If 250ml of Ba(OH)2 is unknown concerntration with methyl red indicator present is tritrated with [0.325M]HNO3, the yellow solution turns red after 36.4 ml of the HNO3 is added. What is the molarity of Ba(OH)2
Write and balance the equation.
Calculate moles HNO3. moles = M x L.
Convert moles HNO3 to moles Ba(OH)2 using the coefficients in the balanced equation. Finally, use M = moles/L to calculate molarity.
To determine the molarity of Ba(OH)2, we can use the concept of titration. In this scenario, Ba(OH)2 is being titrated with HNO3, and the methyl red indicator is being used to determine the endpoint of the titration.
First, let's set up the balanced chemical equation for the reaction between Ba(OH)2 and HNO3:
Ba(OH)2 + 2HNO3 -> Ba(NO3)2 + 2H2O
From the balanced chemical equation, we can see that the ratio of Ba(OH)2 to HNO3 is 1:2. This means that every 1 mole of Ba(OH)2 will react with 2 moles of HNO3.

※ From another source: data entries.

use anyhow::{Context, Result};
use serde::{Deserialize, Serialize};
use std::path::{Path, PathBuf};

#[derive(Debug, Clone, Serialize, Deserialize)]
pub struct Config {
    /// Path to database file
    #[serde(default = "default_db_path")]
    pub db_path: PathBuf,

    /// Path to the log file (the terminal is owned by the review screen)
    #[serde(default = "default_log_path")]
    pub log_path: PathBuf,

    /// Log filter used when RUST_LOG is unset (default: "info")
    #[serde(default = "default_log_level")]
    pub log_level: String,

    /// Copy the database aside once a day on start-up (default: true)
    #[serde(default = "default_daily_backup")]
    pub daily_backup: bool,

    /// Number of daily backups to retain (default: 7)
    #[serde(default = "default_backups_to_keep")]
    pub backups_to_keep: usize,
}

fn default_db_path() -> PathBuf {
    dirs::data_dir()
        .map(|p| p.join("drill").join("drill.db"))
        .unwrap_or_else(|| PathBuf::from("drill.db"))
}

fn default_log_path() -> PathBuf {
    dirs::data_dir()
        .map(|p| p.join("drill").join("drill.log"))
        .unwrap_or_else(|| PathBuf::from("drill.log"))
}

fn default_log_level() -> String {
    "info".to_string()
}

fn default_daily_backup() -> bool {
    true
}

fn default_backups_to_keep() -> usize {
    7
}

impl Default for Config {
    fn default() -> Self {
        Self {
            db_path: default_db_path(),
            log_path: default_log_path(),
            log_level: default_log_level(),
            daily_backup: default_daily_backup(),
            backups_to_keep: default_backups_to_keep(),
        }
    }
}

fn expand_tilde(path: &Path) -> PathBuf {
    if let Ok(suffix) = path.strip_prefix("~")
        && let Some(home) = dirs::home_dir()
    {
        return home.join(suffix);
    }
    path.to_path_buf()
}

impl Config {
    /// Load config from the default location, or return defaults
    pub fn load() -> Result<Self> {
        Self::load_from(&Self::config_path())
    }

    /// Load config from `path`, or return defaults if it does not exist
    pub fn load_from(path: &Path) -> Result<Self> {
        if !path.exists() {
            return Ok(Config::default());
        }

        let content = std::fs::read_to_string(path)
            .with_context(|| format!("Failed to read config: {}", path.display()))?;
        let mut config: Config = toml::from_str(&content)
            .with_context(|| format!("Invalid config: {}", path.display()))?;
        config.db_path = expand_tilde(&config.db_path);
        config.log_path = expand_tilde(&config.log_path);
        Ok(config)
    }

    /// Path to config file
    pub fn config_path() -> PathBuf {
        dirs::config_dir()
            .map(|p| p.join("drill").join("config.toml"))
            .unwrap_or_else(|| PathBuf::from("config.toml"))
    }

    /// Ensure the database and log directories exist
    pub fn ensure_dirs(&self) -> Result<()> {
        for path in [&self.db_path, &self.log_path] {
            if let Some(parent) = path.parent()
                && !parent.as_os_str().is_empty()
            {
                std::fs::create_dir_all(parent)
                    .with_context(|| format!("Failed to create {}", parent.display()))?;
            }
        }

        Ok(())
    }
}

#[cfg(test)]
mod tests {
    use super::*;
    use std::io::Write;
    use tempfile::NamedTempFile;

    #[test]
    fn test_missing_file_gives_defaults() {
        let dir = tempfile::tempdir().unwrap();
        let config = Config::load_from(&dir.path().join("nope.toml")).unwrap();
        assert!(config.daily_backup);
        assert_eq!(config.backups_to_keep, 7);
        assert_eq!(config.log_level, "info");
    }

    #[test]
    fn test_partial_file_keeps_other_defaults() {
        let mut file = NamedTempFile::with_suffix(".toml").unwrap();
        writeln!(file, "db_path = \"/tmp/cards.db\"").unwrap();
        writeln!(file, "daily_backup = false").unwrap();

        let config = Config::load_from(file.path()).unwrap();
        assert_eq!(config.db_path, PathBuf::from("/tmp/cards.db"));
        assert!(!config.daily_backup);
        assert_eq!(config.backups_to_keep, 7);
        assert_eq!(config.log_path, default_log_path());
    }

    #[test]
    fn test_tilde_expanded() {
        let Some(home) = dirs::home_dir() else {
            return;
        };
        let mut file = NamedTempFile::with_suffix(".toml").unwrap();
        writeln!(file, "db_path = \"~/cards/drill.db\"").unwrap();

        let config = Config::load_from(file.path()).unwrap();
        assert_eq!(config.db_path, home.join("cards").join("drill.db"));
    }

    #[test]
    fn test_invalid_file_is_an_error() {
        let mut file = NamedTempFile::with_suffix(".toml").unwrap();
        writeln!(file, "backups_to_keep = \"lots\"").unwrap();

        assert!(Config::load_from(file.path()).is_err());
    }

    #[test]
    fn test_ensure_dirs_creates_parents() {
        let dir = tempfile::tempdir().unwrap();
        let config = Config {
            db_path: dir.path().join("data").join("drill.db"),
            log_path: dir.path().join("logs").join("drill.log"),
            ..Config::default()
        };

        config.ensure_dirs().unwrap();
        assert!(dir.path().join("data").is_dir());
        assert!(dir.path().join("logs").is_dir());
    }
}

Next, we can determine the number of moles of HNO3 used in the titration. We know that the concentration of the HNO3 solution is 0.325M and the volume used is 36.4 ml (0.0364 L). To calculate the number of moles, we can use the formula:
moles = concentration (M) x volume (L)
moles of HNO3 = 0.325M x 0.0364L = 0.01181 moles
Since the ratio of Ba(OH)2 to HNO3 is 1:2, the number of moles of Ba(OH)2 used in the titration is half of the moles of HNO3:
moles of Ba(OH)2 = 0.01181 moles / 2 = 0.005905 moles
Now, we can determine the molarity of Ba(OH)2 by rearranging the formula:
molarity = moles / volume (L)
Since we know that the volume used for Ba(OH)2 solution is 250 ml (0.250 L), we can plug in the values:
molarity of Ba(OH)2 = 0.005905 moles / 0.250 L = 0.02362 M
Therefore, the molarity of the Ba(OH)2 solution is 0.02362 M.